Size and Portability
I’ve recently come to realize how great the iPhone is as a gym companion. Heading to the gym to do some exercise with the iPhone in a holster on the waist has plenty to offer one who is doing various gym activities. Music is the most obvious thing that comes to mind. It couldn’t be easier to put together a playlist and with the included earbuds, you can change tracks easily using the button on the cord without even having to look at the iPhone, one can even answer and hang up calls with the same button and the ringtone comes right over the earbuds. Beyond just listening to music, the iPhone can be great for web consumption when on the stationary bike. Some people like to read a book using the little shelf on the bike, but the iPhone sits there just as well and provides a portal into one’s online life. Its great to be able to exercise while checking twitter, Facebook, Google Reader, etc.

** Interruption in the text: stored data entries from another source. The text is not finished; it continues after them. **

//! Execution substrates.
//!
//! A portal decides *where* a work item runs: inline on the calling
//! thread, on a fresh thread, or on a pooled worker
//! ([`PoolPortal`](crate::pool::PoolPortal)). The library never imposes
//! ordering between items a portal launches; joining is the counter's
//! job.

use std::{
    io,
    sync::{Arc, Mutex, OnceLock},
    thread::JoinHandle,
};

use thiserror::Error;
use tracing::{debug, warn};

/// A unit of work handed to a portal.
pub type Work = Box<dyn FnOnce() + Send>;

/// Arranges for work to run, somewhere, some time after the call.
///
/// Contract:
/// - the portal returns promptly (the serial portal, which runs inline,
///   is the deliberate exception);
/// - a dispatched item is never dropped: it runs to completion, or the
///   substrate keeps the process alive long enough for it to;
/// - no ordering is provided between dispatched items.
pub trait Portal: Send + Sync {
    fn dispatch(&self, work: Work);
}

/// Shared, type-erased portal handle.
pub type PortalHandle = Arc<dyn Portal>;

impl<P: Portal + ?Sized> Portal for Arc<P> {
    #[inline]
    fn dispatch(&self, work: Work) {
        (**self).dispatch(work);
    }
}

/// Failure to stand up an execution substrate.
#[derive(Debug, Error)]
pub enum PortalError {
    /// A worker thread could not be spawned.
    #[error("failed to spawn worker thread")]
    Spawn(#[from] io::Error),
    /// A pool was requested with zero workers, which would silently drop
    /// every dispatched item.
    #[error("thread pool requires at least one worker")]
    NoWorkers,
}

/// Runs work inline, synchronously, on the calling thread.
#[derive(Clone, Copy, Debug, Default)]
pub struct SerialPortal;

impl Portal for SerialPortal {
    #[inline]
    fn dispatch(&self, work: Work) {
        work();
    }
}

/// Runs each work item on a fresh OS thread.
#[derive(Clone, Copy, Debug)]
pub struct ThreadPortal {
    daemon: bool,
}

impl ThreadPortal {
    /// Fresh detached threads; the process will not wait for them.
    pub fn daemon() -> Self {
        Self { daemon: true }
    }

    /// Fresh threads registered with the global [`ThreadRegistry`], to be
    /// joined by [`ThreadRegistry::drain`] before process exit.
    pub fn joined() -> Self {
        Self { daemon: false }
    }
}

impl Portal for ThreadPortal {
    fn dispatch(&self, work: Work) {
        let handle = std::thread::spawn(work);
        if !self.daemon {
            ThreadRegistry::global().adopt(handle);
        }
    }
}

/// Process-wide registry of threads that must be joined before exit.
///
/// Rust has no static destructors, so draining is explicit: call
/// [`drain`](Self::drain) once all portals that feed the registry are
/// done, in particular after dropping every
/// [`PoolPortal`](crate::pool::PoolPortal) whose workers live here, or
/// `drain` will wait on workers that have not been told to stop.
#[derive(Debug, Default)]
pub struct ThreadRegistry {
    threads: Mutex<Vec<JoinHandle<()>>>,
}

impl ThreadRegistry {
    pub fn global() -> &'static ThreadRegistry {
        static GLOBAL: OnceLock<ThreadRegistry> = OnceLock::new();
        GLOBAL.get_or_init(ThreadRegistry::default)
    }

    /// Takes ownership of a running thread.
    pub fn adopt(&self, handle: JoinHandle<()>) {
        self.threads
            .lock()
            .expect("thread registry poisoned")
            .push(handle);
    }

    /// Joins every registered thread, including ones registered while
    /// draining.
    pub fn drain(&self) {
        loop {
            let batch = std::mem::take(
                &mut *self.threads.lock().expect("thread registry poisoned"),
            );
            if batch.is_empty() {
                break;
            }
            debug!(threads = batch.len(), "draining thread registry");
            for handle in batch {
                if handle.join().is_err() {
                    warn!("registered thread panicked");
                }
            }
        }
    }
}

While hunched over and tapping my fingers around on the iPhone’s small screen, I realized how great that the little magazine/book shelf would work with an iPod Plus. Imagine a 7 inch screen sitting flat right there where a book might go and offering a great touch navigated media experience. You could read full web pages and easily flick your way up and down the page to see the contents without having to frequently pinch zoom. Considering more powerful hardware, you could have a nice twitter app running in the background that would notify you of new updates using a Growl style notification system. Sounds great to me, but when I considered that the iPhone simply comes with me to the gym in a holster on my waist, I wondered how I would carry such a device with me.

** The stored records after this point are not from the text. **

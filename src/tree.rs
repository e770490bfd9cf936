//! Tree-sharded counter for heavy fan-out.
//!
//! A single atomic word becomes a contention hot spot when thousands of
//! work items finish at once. The tree variant bounds every node's value
//! by `MAX_COUNT` and grows a tree of nodes instead: tokens decrement the
//! leaf they were issued from, and a leaf draining to zero forwards one
//! decrement to its parent. Only the root's zero-observation is terminal,
//! so completion still fires exactly once.

use core::ptr::NonNull;

use crate::{
    buffer::{StackedBuffer, TokenBuffer},
    counter::{CounterInit, Token},
    utils::*,
};

struct Node {
    parent: Option<NonNull<Node>>,
    count: AtomicUsize,
}

impl Node {
    fn alloc(parent: Option<NonNull<Node>>, count: usize) -> NonNull<Node> {
        #[cfg(all(test, not(loom)))]
        audit::LIVE_NODES.fetch_add(1, core::sync::atomic::Ordering::Relaxed);
        Box::leak(Box::new(Node {
            parent,
            count: AtomicUsize::new(count),
        }))
        .into()
    }

    /// # Safety
    ///
    /// `node` must have been produced by [`Node::alloc`] and every token
    /// referencing it must already be consumed.
    unsafe fn free(node: NonNull<Node>) {
        #[cfg(all(test, not(loom)))]
        audit::LIVE_NODES.fetch_sub(1, core::sync::atomic::Ordering::Relaxed);
        drop(unsafe { Box::from_raw(node.as_ptr()) });
    }
}

/// Initializer for the tree-sharded counter.
///
/// `MAX_COUNT` bounds each node's value; smaller values shard harder.
#[derive(Clone, Copy, Debug, Default)]
pub struct TreeInit<const MAX_COUNT: usize>;

/// Token onto one node of a tree counter.
#[derive(Debug)]
pub struct TreeToken<const MAX_COUNT: usize> {
    node: NonNull<Node>,
}

// As for the flat token: the node outlives every token referencing it,
// its count is atomic, and its parent pointer is written once at
// allocation and read-only afterwards.
unsafe impl<const MAX_COUNT: usize> Send for TreeToken<MAX_COUNT> {}

impl<const MAX_COUNT: usize> Clone for TreeToken<MAX_COUNT> {
    #[inline]
    fn clone(&self) -> Self {
        Self { node: self.node }
    }
}

/// Allocates a chain of nodes carrying `count + 1` token obligations and
/// pushes the matching tokens onto `buffer`.
///
/// Nodes past the first are parented to the previously allocated one, so
/// the chain forwards exactly one decrement into `parent` when it drains.
fn push_chain<const MAX_COUNT: usize>(
    mut parent: Option<NonNull<Node>>,
    mut count: usize,
    buffer: &mut StackedBuffer<TreeToken<MAX_COUNT>>,
) {
    while MAX_COUNT < count {
        let node = Node::alloc(parent, MAX_COUNT);
        buffer.push_run(MAX_COUNT, TreeToken { node });
        parent = Some(node);
        count -= MAX_COUNT;
    }
    let node = Node::alloc(parent, count);
    buffer.push_run(count + 1, TreeToken { node });
}

impl<const MAX_COUNT: usize> CounterInit for TreeInit<MAX_COUNT> {
    type Token = TreeToken<MAX_COUNT>;

    fn init(&self, count: usize) -> StackedBuffer<TreeToken<MAX_COUNT>> {
        const { assert!(MAX_COUNT > 0, "MAX_COUNT must be at least 1") };
        let mut buffer = StackedBuffer::new();
        push_chain(None, count, &mut buffer);
        buffer
    }
}

impl<const MAX_COUNT: usize> Token for TreeToken<MAX_COUNT> {
    type Buffer = StackedBuffer<TreeToken<MAX_COUNT>>;

    fn decrement(mut self) -> bool {
        loop {
            // SAFETY: this token (or the child that just drained) still
            // holds one outstanding unit on the node, so it is live.
            let node = unsafe { self.node.as_ref() };
            if node.count.fetch_sub(1, atomic::Release) != 0 {
                return true;
            }
            acquire!(node.count);
            let parent = node.parent;
            // SAFETY: observing zero makes this the unique last access.
            unsafe { Node::free(self.node) };
            match parent {
                None => return false,
                Some(parent) => self.node = parent,
            }
        }
    }

    fn increase(&mut self, amount: usize) -> StackedBuffer<TreeToken<MAX_COUNT>> {
        let mut buffer = StackedBuffer::new();
        if amount == 0 {
            return buffer;
        }
        // SAFETY: the receiver holds an outstanding unit on the node.
        let node = unsafe { self.node.as_ref() };
        let mut current = node.count.load(atomic::Relaxed);
        let reserved = loop {
            if current == MAX_COUNT {
                // Node full: grow a chain under it. The chain carries
                // `amount + 1` obligations; this token immediately takes
                // one, donating its claim on the full node to the chain's
                // upward propagation. Net growth stays `amount`.
                push_chain(Some(self.node), amount, &mut buffer);
                *self = buffer.fetch();
                return buffer;
            }
            let step = amount.min(MAX_COUNT - current);
            match node.count.compare_exchange_weak(
                current,
                current + step,
                atomic::Relaxed,
                atomic::Relaxed,
            ) {
                Ok(_) => break step,
                Err(observed) => current = observed,
            }
        };
        if reserved == amount {
            buffer.push_run(reserved, self.clone());
        } else {
            // One reserved unit pays for the spill chain's propagation
            // into this node; the rest are handed out directly.
            if reserved > 1 {
                buffer.push_run(reserved - 1, self.clone());
            }
            push_chain(Some(self.node), amount - reserved, &mut buffer);
        }
        buffer
    }
}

With a 7 inch screen I don’t think it would be very pocketable. It wouldn’t be the companion style device that could play music for you while lifting. What does one do with a device that sits between the size of a pocketable phone and a notebook? The iPhone is usable while walking because it can be held in one hand an operated, but a device such as that which has been rumored sounds like it would need to sit down on a table and have the attention of both user’s hands in order to be operated. Sound familiar? That’s right, notebook basically needs to be put down on a table and have interaction from both hands to be effectively used, and I don’t think that Apple wants to compete with their own notebook line. Apple hit the sweet spot when coming up with a device that could be used with one hand and slip into the pocket with no problem.
Summing it up
There are certainly a lot of factors that go into the creation of a new device and I’m sure that Apple looks into this stuff with much scrutiny before trying to push a big new product. While I would love to see an iPod Plus device with a large screen that featured a great new interface and the ability to consume media rich content, I think that it is unlikely to see anything radically different from an iPhone. It doesn’t seem likely that Apple would release a device that is more powerful, isn’t compatible with the apps in the current App Store and also sits at a size that competes with the MacBook line of notebooks. What’s more is that Apple doesn’t want to split their developer community, and would have a hard time starting up the wildfire of rapid application development that was part of success of the current ‘touch’ series of devices.